Scientific classification
- Kingdom: Animalia
- Phylum: Chordata
- Class: Mammalia
- Order: Rodentia
- Family: Muridae
- Genus: Leopoldamys
- Species: L. ciliatus
- Binomial name: Leopoldamys ciliatus (Bonhote, 1900)
- Synonyms: L. setiger (Robinson and Kloss, 1916)

= Sundaic mountain leopoldamys =

- Genus: Leopoldamys
- Species: ciliatus
- Authority: (Bonhote, 1900)
- Conservation status: LC
- Synonyms: L. setiger (Robinson and Kloss, 1916)

Species of rodent

The Sundaic mountain leopoldamys (Leopoldamys ciliatus) is a species of rodent from the family Muridae. It was formerly considered a subspecies of Edwards's long-tailed giant rat, and it has one synonym: Leopoldamys setiger.

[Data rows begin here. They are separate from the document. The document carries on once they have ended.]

//! Pure calculation functions for thumbnail geometry.
//!
//! All functions here are pure and testable without any I/O or images.

use super::options::Dimensions;

/// Ratio of source width to the thumbnail's width along the same axis.
///
/// When the host rotates the thumbnail by a quarter turn, the source width
/// ends up along the physical height, so that axis is compared instead.
/// Returns `None` when the compared physical dimension is zero.
///
/// ```
/// # use thumbro::scaling::{Dimensions, shrink_factor};
/// assert_eq!(shrink_factor(4000, Dimensions::new(1000, 750), false), Some(4.0));
/// assert_eq!(shrink_factor(4000, Dimensions::new(750, 1000), true), Some(4.0));
/// ```
pub fn shrink_factor(source_width: u32, physical: Dimensions, rotated: bool) -> Option<f64> {
    let along = if rotated {
        physical.height
    } else {
        physical.width
    };
    if along == 0 {
        return None;
    }
    Some(f64::from(source_width) / f64::from(along))
}

/// Scale `source` to `target_width`, keeping the aspect ratio.
///
/// The height is rounded and never drops below one pixel. A target wider
/// than the source is clamped to the source width (no upscaling).
pub fn fit_to_width(source: Dimensions, target_width: u32) -> Dimensions {
    if source.width == 0 || source.height == 0 {
        return Dimensions::new(target_width, target_width);
    }
    let width = target_width.clamp(1, source.width);
    let height = (f64::from(source.height) * f64::from(width) / f64::from(source.width)).round();
    Dimensions::new(width, (height as u32).max(1))
}

/// Scale `source` to fit inside `bounds`, keeping the aspect ratio.
pub fn fit_within(source: Dimensions, bounds: Dimensions) -> Dimensions {
    let by_width = fit_to_width(source, bounds.width);
    if by_width.height <= bounds.height || source.height == 0 {
        return by_width;
    }
    let height = bounds.height.clamp(1, source.height);
    let width = (f64::from(source.width) * f64::from(height) / f64::from(source.height)).round();
    Dimensions::new((width as u32).max(1), height)
}
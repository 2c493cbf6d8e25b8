//! Comment embedding via exiv2.
//!
//! Runs `exiv2 mo -c <comment> <file>` on a finished thumbnail. Best-effort:
//! a failure is logged and the thumbnail is still returned.

use super::executor::{CommandExecutor, Invocation};
use std::path::Path;

/// Embed `comment` into `path`. Returns whether exiv2 reported success.
pub fn set_comment(
    executor: &impl CommandExecutor,
    exiv2: &str,
    path: &Path,
    comment: &str,
) -> bool {
    let invocation = Invocation::new(exiv2)
        .args(["mo", "-c", comment])
        .arg(path.as_os_str());
    match executor.execute(&invocation) {
        Ok(out) if out.success() => true,
        Ok(out) => {
            tracing::warn!(
                path = %path.display(),
                exit_code = out.exit_code,
                output = %out.output.trim(),
                "could not set comment"
            );
            false
        }
        Err(e) => {
            tracing::warn!(path = %path.display(), "could not set comment: {e}");
            false
        }
    }
}
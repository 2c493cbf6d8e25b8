//! CLI output formatting.
//!
//! # Output Format
//!
//! ## Transform
//!
//! ```text
//! Thumbnail 120x80
//!     Path: /thumbs/a.avif
//!     URL: /thumbs/a.avif
//! ```
//!
//! ```text
//! Failed (command 0)
//!     vipsthumbnail: unable to load "a.jpg"
//!     Error code: 1
//! ```
//!
//! ## Check
//!
//! ```text
//! Source: a.jpg (image/jpeg, 4000x3000)
//! Thumbnail: image/avif 120x90
//! Rule 002 image/avif via libvips
//!     "vipsthumbnail" "a.jpg" "--size=120x90" "-o" "a.avif[Q=60]"
//! ```
//!
//! ## Software info
//!
//! ```text
//! libvips 8.15.1 (https://www.libvips.org)
//! Tools
//!     libvips: vipsthumbnail → /usr/bin/vipsthumbnail
//!     exiv2: exiv2 → not found
//! ```
//!
//! Each section has a `format_*` function (returns `Vec<String>`) for
//! testability and a `print_*` wrapper that writes to stdout.

use crate::hooks::{SoftwareVersion, ToolLocation};
use crate::scaling::{Command, CommandInput, CommandOutput, Invocation, MatchedRule};
use crate::types::{TransformOutcome, TransformRequest};
use std::path::PathBuf;

/// Format a 1-based positional index as 3-digit zero-padded.
fn format_index(pos: usize) -> String {
    format!("{:0>3}", pos)
}

/// Return indentation string: 4 spaces per depth level.
fn indent(depth: usize) -> String {
    "    ".repeat(depth)
}

// ============================================================================
// Transform
// ============================================================================

pub fn format_outcome(outcome: &TransformOutcome) -> Vec<String> {
    match outcome {
        TransformOutcome::NotHandled => {
            vec!["Not handled: no enabled rule matched, host scaler applies".to_string()]
        }
        TransformOutcome::Thumbnail(thumb) => vec![
            format!("Thumbnail {}x{}", thumb.width, thumb.height),
            format!("{}Path: {}", indent(1), thumb.path.display()),
            format!("{}URL: {}", indent(1), thumb.url),
        ],
        TransformOutcome::Failed(err) => {
            let mut lines = vec![format!("Failed (command {})", err.command_index)];
            lines.extend(
                err.to_string()
                    .lines()
                    .filter(|l| !l.trim().is_empty())
                    .map(|l| format!("{}{}", indent(1), l)),
            );
            lines
        }
    }
}

pub fn print_outcome(outcome: &TransformOutcome) {
    for line in format_outcome(outcome) {
        println!("{}", line);
    }
}

// ============================================================================
// Check (dry run)
// ============================================================================

/// Describe what a transform would do without running anything.
pub fn format_check(
    request: &TransformRequest,
    matched: Option<&MatchedRule<'_>>,
    commands: &[Command],
) -> Vec<String> {
    let source = &request.source;
    let mut lines = vec![
        format!(
            "Source: {} ({}, {}x{})",
            source.path.display(),
            source.mime_type,
            source.width,
            source.height
        ),
        format!("Thumbnail: {} {}", request.dest_mime_type, request.physical),
    ];

    let Some(matched) = matched else {
        lines.push("No rule matched".to_string());
        return lines;
    };
    lines.push(format!(
        "Rule {} {} via {}",
        format_index(matched.index + 1),
        matched.rule.mime_type,
        matched.rule.library
    ));
    if commands.is_empty() {
        lines.push(format!("{}(not a raster image, nothing to run)", indent(1)));
    }
    for command in commands {
        let argv = command.argv(&describe_input(&command.input), &describe_output(&command.output));
        let invocation = Invocation::new(command.program.as_str()).args(argv);
        lines.push(format!("{}{}", indent(1), invocation.display()));
    }
    if matched.rule.set_comment && request.comment.as_deref().is_some_and(|c| !c.is_empty()) {
        lines.push(format!("{}+ comment via exiv2", indent(1)));
    }
    lines
}

pub fn print_check(
    request: &TransformRequest,
    matched: Option<&MatchedRule<'_>>,
    commands: &[Command],
) {
    for line in format_check(request, matched, commands) {
        println!("{}", line);
    }
}

fn describe_input(input: &CommandInput) -> PathBuf {
    match input {
        CommandInput::Path(path) => path.clone(),
        CommandInput::Previous(i) => PathBuf::from(format!("<output of command {i}>")),
    }
}

fn describe_output(output: &CommandOutput) -> PathBuf {
    match output {
        CommandOutput::Path(path) => path.clone(),
        CommandOutput::Temp { extension } => PathBuf::from(format!("<temp>.{extension}")),
    }
}

// ============================================================================
// Software info
// ============================================================================

pub fn format_software_info(versions: &[SoftwareVersion], tools: &[ToolLocation]) -> Vec<String> {
    let mut lines: Vec<String> = if versions.is_empty() {
        vec!["No library version detected".to_string()]
    } else {
        versions
            .iter()
            .map(|v| match &v.url {
                Some(url) => format!("{} {} ({})", v.name, v.version, url),
                None => format!("{} {}", v.name, v.version),
            })
            .collect()
    };

    if !tools.is_empty() {
        lines.push("Tools".to_string());
        for tool in tools {
            let location = match &tool.path {
                Some(path) => path.display().to_string(),
                None => "not found".to_string(),
            };
            lines.push(format!(
                "{}{}: {} → {}",
                indent(1),
                tool.role,
                tool.program,
                location
            ));
        }
    }
    lines
}

pub fn print_software_info(versions: &[SoftwareVersion], tools: &[ToolLocation]) {
    for line in format_software_info(versions, tools) {
        println!("{}", line);
    }
}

The Sundaic mountain leopoldamys occurs in the montane forests of Sumatra, Indonesia, and peninsular Malaysia, typically at elevations above 1 km. It is a terrestrial, possibly arboreal species occurring in primary and degraded tropical moist forest.

The Sundaic mountain leopoldamys is listed as Least Concern by the IUCN Red List due to a wide distribution, presumed large population, occurrence in a number of protected areas, degree of tolerance for habitat modification, and unlikely declination at the speed to qualify for a more threatened listing. However, due to deforestation of its habitat for timber, firewood, and agricultural land, its population is decreasing.